Problem to solve: In the data below, one line contains "one paint notification." and a later one contains "pub enum GlyphState". Print both, with every line between them, exactly and alone.

The records:
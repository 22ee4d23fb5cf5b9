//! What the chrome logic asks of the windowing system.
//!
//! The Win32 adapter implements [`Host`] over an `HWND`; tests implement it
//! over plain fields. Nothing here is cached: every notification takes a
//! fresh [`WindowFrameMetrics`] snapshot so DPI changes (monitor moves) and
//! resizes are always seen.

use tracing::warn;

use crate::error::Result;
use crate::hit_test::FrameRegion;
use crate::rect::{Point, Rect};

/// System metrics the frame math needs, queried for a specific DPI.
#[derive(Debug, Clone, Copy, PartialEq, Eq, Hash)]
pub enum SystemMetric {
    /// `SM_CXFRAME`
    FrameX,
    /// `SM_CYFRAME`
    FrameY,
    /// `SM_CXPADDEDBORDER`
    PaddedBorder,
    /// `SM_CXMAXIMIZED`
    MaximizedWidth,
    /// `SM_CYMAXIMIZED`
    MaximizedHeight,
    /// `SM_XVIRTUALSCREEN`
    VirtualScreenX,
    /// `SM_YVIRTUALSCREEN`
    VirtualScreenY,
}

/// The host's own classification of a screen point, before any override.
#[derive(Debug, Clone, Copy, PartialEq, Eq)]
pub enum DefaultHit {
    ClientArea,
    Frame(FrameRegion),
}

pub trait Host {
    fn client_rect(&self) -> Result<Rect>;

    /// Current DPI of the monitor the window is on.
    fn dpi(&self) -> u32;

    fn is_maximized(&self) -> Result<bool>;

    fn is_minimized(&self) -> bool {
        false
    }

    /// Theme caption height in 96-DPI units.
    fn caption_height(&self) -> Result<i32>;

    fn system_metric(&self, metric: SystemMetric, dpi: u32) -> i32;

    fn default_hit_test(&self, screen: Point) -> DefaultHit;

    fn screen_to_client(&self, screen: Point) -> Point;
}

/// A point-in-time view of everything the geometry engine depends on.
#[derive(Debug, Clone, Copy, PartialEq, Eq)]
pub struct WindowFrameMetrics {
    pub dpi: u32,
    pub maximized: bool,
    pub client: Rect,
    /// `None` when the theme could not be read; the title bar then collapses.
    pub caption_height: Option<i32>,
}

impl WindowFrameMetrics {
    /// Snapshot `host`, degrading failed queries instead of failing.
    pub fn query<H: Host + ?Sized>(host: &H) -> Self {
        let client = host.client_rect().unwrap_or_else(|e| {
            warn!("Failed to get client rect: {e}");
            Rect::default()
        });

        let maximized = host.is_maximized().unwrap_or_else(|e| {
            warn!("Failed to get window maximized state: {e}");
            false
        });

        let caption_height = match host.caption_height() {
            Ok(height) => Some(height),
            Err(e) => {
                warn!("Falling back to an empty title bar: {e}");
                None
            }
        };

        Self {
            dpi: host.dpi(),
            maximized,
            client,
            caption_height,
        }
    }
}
--
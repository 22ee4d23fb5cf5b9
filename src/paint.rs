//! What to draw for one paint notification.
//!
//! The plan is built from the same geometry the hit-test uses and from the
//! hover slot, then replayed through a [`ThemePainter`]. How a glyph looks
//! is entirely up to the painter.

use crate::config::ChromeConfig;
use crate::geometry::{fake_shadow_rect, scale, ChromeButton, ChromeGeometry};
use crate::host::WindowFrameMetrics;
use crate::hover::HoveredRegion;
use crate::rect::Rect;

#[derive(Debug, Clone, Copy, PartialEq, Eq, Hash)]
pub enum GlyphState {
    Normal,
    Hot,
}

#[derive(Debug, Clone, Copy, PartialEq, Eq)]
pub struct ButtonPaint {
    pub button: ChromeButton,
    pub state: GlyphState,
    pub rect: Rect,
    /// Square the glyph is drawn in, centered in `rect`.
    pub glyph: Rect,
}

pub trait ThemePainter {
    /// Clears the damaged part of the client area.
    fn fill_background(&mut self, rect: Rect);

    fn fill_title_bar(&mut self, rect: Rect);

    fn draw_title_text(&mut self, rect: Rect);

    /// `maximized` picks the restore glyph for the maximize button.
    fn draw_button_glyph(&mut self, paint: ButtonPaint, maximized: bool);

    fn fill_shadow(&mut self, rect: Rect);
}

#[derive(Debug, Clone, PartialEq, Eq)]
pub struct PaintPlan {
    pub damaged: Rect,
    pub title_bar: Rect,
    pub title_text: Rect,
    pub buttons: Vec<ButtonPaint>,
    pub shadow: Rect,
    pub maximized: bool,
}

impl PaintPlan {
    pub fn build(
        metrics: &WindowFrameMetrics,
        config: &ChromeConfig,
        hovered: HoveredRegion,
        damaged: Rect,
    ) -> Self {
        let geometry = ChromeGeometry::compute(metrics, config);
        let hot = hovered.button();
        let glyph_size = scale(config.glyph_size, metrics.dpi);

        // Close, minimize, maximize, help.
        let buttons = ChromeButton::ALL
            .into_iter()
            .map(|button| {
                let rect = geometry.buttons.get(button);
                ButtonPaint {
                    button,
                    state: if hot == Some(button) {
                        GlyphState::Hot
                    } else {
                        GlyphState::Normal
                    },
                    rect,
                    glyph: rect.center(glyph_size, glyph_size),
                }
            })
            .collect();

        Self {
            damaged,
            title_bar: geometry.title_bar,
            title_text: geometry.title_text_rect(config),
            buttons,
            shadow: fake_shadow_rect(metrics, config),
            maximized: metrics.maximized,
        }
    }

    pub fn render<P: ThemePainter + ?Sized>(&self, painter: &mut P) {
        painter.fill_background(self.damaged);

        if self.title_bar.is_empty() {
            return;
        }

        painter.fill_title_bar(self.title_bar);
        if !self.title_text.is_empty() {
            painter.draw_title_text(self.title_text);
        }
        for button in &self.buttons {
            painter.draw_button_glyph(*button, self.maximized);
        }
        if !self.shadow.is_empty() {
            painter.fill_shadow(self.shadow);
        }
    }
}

Answer space:
//! What to draw for one paint notification.
//!
//! The plan is built from the same geometry the hit-test uses and from the
//! hover slot, then replayed through a [`ThemePainter`]. How a glyph looks
//! is entirely up to the painter.

use crate::config::ChromeConfig;
use crate::geometry::{fake_shadow_rect, scale, ChromeButton, ChromeGeometry};
use crate::host::WindowFrameMetrics;
use crate::hover::HoveredRegion;
use crate::rect::Rect;

#[derive(Debug, Clone, Copy, PartialEq, Eq, Hash)]
pub enum GlyphState {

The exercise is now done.